● Exercise goal
Write out the data below exactly, beginning with the first line and ending once the line that has "status. If the" is written.

[Dataset entries]
##########
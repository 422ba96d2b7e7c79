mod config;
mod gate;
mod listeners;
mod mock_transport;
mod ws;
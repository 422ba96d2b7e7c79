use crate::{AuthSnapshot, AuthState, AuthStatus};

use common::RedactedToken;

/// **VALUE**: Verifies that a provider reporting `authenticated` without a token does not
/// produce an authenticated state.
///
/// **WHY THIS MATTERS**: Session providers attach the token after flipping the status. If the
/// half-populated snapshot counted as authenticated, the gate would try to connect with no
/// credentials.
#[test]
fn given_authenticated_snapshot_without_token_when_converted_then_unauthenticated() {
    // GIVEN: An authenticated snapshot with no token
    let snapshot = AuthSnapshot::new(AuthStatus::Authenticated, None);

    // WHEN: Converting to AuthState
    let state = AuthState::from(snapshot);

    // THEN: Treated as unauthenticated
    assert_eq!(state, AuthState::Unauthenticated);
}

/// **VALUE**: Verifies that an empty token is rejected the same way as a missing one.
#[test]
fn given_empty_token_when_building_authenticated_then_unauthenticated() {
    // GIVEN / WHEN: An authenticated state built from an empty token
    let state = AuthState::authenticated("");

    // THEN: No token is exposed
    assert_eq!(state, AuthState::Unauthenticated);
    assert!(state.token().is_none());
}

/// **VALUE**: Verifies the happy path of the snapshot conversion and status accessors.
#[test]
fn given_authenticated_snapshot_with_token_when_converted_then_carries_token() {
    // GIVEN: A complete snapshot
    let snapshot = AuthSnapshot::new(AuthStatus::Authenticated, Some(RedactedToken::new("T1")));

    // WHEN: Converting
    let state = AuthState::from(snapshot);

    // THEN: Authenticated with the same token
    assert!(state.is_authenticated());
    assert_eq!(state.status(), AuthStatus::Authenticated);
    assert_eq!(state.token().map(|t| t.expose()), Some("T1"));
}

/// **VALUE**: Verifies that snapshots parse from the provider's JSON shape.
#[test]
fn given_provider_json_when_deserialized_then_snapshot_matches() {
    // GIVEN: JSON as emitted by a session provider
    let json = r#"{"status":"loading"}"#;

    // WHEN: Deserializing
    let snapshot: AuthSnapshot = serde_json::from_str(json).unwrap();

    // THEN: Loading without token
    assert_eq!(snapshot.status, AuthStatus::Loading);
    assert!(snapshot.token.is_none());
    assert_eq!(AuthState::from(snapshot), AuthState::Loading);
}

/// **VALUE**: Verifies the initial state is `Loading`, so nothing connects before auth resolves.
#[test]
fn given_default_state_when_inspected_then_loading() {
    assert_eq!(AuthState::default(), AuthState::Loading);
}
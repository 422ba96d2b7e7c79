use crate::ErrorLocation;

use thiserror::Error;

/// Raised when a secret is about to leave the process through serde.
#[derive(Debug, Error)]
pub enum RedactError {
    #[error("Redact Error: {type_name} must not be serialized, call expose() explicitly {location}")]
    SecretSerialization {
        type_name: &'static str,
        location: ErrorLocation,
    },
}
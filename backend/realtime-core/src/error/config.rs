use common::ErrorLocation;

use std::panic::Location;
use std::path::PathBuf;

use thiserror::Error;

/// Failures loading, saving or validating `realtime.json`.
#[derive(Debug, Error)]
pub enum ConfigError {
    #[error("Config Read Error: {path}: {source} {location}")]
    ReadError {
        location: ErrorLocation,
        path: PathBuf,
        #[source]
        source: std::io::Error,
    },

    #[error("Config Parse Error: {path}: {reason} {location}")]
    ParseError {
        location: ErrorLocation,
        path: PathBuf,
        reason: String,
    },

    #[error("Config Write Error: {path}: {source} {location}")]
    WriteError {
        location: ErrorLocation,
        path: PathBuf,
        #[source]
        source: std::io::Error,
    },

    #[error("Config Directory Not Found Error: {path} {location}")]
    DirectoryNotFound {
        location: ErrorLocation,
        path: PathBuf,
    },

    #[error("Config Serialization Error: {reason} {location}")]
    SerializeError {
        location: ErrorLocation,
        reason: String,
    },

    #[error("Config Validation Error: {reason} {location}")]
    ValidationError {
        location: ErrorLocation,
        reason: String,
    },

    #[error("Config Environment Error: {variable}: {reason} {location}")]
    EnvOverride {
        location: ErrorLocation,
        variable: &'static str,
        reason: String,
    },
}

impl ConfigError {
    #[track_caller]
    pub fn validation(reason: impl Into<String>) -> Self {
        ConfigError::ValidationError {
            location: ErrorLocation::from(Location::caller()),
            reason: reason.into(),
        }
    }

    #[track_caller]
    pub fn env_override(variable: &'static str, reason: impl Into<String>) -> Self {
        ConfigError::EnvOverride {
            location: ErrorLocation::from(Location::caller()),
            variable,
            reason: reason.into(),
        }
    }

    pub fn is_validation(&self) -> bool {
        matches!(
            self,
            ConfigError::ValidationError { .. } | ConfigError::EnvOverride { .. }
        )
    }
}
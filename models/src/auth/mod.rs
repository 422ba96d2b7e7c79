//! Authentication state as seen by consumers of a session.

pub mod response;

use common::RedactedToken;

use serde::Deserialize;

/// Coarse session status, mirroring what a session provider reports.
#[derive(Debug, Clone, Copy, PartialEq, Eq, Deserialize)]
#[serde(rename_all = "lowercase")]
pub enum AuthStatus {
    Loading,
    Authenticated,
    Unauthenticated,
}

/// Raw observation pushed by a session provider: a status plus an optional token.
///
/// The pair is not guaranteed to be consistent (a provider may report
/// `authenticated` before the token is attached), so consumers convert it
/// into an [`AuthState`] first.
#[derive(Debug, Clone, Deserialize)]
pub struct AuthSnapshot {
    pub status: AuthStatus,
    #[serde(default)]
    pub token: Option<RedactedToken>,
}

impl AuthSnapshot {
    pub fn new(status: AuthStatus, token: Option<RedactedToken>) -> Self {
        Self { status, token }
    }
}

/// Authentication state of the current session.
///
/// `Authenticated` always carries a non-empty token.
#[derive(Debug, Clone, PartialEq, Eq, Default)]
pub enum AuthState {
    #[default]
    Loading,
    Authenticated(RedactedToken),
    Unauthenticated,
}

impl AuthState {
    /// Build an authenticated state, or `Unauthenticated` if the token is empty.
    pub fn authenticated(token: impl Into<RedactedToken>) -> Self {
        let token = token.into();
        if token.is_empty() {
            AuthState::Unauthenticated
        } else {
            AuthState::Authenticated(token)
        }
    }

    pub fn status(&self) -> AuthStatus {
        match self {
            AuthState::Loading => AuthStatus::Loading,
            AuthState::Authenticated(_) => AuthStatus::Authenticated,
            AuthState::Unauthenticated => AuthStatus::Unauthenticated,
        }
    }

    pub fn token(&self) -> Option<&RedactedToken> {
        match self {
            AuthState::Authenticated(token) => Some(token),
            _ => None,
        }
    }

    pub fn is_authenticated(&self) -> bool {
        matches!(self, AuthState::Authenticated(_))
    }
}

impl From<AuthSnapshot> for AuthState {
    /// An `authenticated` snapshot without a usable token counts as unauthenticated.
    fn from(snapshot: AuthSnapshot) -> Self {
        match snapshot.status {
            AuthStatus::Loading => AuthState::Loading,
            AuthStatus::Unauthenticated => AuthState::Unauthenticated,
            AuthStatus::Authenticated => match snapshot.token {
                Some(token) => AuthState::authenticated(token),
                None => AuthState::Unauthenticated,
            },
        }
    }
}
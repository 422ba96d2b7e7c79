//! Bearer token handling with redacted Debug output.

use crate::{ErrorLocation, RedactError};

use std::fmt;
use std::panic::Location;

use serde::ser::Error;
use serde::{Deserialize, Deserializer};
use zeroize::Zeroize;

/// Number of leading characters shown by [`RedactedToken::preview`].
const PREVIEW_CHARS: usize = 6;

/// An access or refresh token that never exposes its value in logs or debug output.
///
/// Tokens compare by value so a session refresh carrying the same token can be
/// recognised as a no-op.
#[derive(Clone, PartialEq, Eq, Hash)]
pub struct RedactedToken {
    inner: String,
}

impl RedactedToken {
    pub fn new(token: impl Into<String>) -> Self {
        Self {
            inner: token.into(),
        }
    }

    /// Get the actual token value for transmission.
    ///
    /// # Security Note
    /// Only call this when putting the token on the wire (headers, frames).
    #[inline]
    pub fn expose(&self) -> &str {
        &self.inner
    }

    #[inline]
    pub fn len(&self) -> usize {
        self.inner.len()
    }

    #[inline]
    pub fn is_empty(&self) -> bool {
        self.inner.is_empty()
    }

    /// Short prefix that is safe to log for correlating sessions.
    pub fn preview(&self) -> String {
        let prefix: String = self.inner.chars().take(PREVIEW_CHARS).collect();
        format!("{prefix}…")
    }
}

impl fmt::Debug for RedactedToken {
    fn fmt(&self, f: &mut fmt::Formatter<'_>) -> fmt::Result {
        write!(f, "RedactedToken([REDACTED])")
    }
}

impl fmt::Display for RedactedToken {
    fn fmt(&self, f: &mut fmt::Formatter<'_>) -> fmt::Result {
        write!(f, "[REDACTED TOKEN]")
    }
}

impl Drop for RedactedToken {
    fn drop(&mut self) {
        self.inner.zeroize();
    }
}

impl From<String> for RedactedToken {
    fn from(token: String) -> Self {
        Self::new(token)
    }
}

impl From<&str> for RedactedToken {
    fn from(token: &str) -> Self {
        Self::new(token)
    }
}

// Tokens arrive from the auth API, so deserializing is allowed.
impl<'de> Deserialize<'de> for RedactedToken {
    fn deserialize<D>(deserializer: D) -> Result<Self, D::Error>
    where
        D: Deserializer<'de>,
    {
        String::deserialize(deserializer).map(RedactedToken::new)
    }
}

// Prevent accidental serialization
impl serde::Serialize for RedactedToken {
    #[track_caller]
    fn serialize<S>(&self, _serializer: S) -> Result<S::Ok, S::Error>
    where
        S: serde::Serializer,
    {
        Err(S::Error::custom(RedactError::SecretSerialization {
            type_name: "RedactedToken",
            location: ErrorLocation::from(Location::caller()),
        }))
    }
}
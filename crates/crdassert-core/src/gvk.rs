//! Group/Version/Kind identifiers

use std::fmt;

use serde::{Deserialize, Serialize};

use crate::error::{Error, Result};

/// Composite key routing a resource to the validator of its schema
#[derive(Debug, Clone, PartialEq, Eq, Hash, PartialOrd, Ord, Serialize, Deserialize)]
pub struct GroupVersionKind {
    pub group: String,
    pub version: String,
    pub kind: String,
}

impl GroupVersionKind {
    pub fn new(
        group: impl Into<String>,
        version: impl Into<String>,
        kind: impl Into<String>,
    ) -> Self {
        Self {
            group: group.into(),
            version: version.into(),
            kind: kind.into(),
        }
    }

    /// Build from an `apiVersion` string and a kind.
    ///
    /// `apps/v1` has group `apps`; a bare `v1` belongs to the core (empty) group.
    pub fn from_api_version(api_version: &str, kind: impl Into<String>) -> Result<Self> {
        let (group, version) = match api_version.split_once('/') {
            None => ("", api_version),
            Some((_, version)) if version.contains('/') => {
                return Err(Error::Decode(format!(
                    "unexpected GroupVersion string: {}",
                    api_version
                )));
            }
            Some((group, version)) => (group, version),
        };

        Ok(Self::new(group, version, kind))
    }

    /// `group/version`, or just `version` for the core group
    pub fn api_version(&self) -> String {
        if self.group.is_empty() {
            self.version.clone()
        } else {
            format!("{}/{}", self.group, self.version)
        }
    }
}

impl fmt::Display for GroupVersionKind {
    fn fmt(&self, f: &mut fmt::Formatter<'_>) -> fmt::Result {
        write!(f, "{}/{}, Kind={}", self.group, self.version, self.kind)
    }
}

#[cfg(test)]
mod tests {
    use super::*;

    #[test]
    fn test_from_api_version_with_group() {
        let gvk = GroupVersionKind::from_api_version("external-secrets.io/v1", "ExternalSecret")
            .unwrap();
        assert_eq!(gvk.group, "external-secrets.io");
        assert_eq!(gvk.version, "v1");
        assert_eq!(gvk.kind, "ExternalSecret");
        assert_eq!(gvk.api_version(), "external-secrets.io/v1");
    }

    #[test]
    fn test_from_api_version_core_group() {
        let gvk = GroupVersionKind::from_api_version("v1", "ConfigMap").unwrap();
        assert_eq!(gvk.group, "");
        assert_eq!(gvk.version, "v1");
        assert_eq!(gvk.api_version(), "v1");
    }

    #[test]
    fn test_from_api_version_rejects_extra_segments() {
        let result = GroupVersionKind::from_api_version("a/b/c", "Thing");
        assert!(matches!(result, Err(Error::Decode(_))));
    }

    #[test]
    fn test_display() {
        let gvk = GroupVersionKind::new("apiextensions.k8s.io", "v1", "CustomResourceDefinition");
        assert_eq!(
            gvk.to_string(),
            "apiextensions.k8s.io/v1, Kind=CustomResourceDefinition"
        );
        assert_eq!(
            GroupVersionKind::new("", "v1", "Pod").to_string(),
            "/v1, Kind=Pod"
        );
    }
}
##########
● Task output
repository 422ba96d2b7e7c79
mod config;
mod gate;
mod listeners;
mod mock_transport;
mod ws;
repository 422ba96d2b7e7c79
use crate::{AuthSnapshot, AuthState, AuthStatus};

use common::RedactedToken;

/// **VALUE**: Verifies that a provider reporting `authenticated` without a token does not
/// produce an authenticated state.
///
/// **WHY THIS MATTERS**: Session providers attach the token after flipping the status. If the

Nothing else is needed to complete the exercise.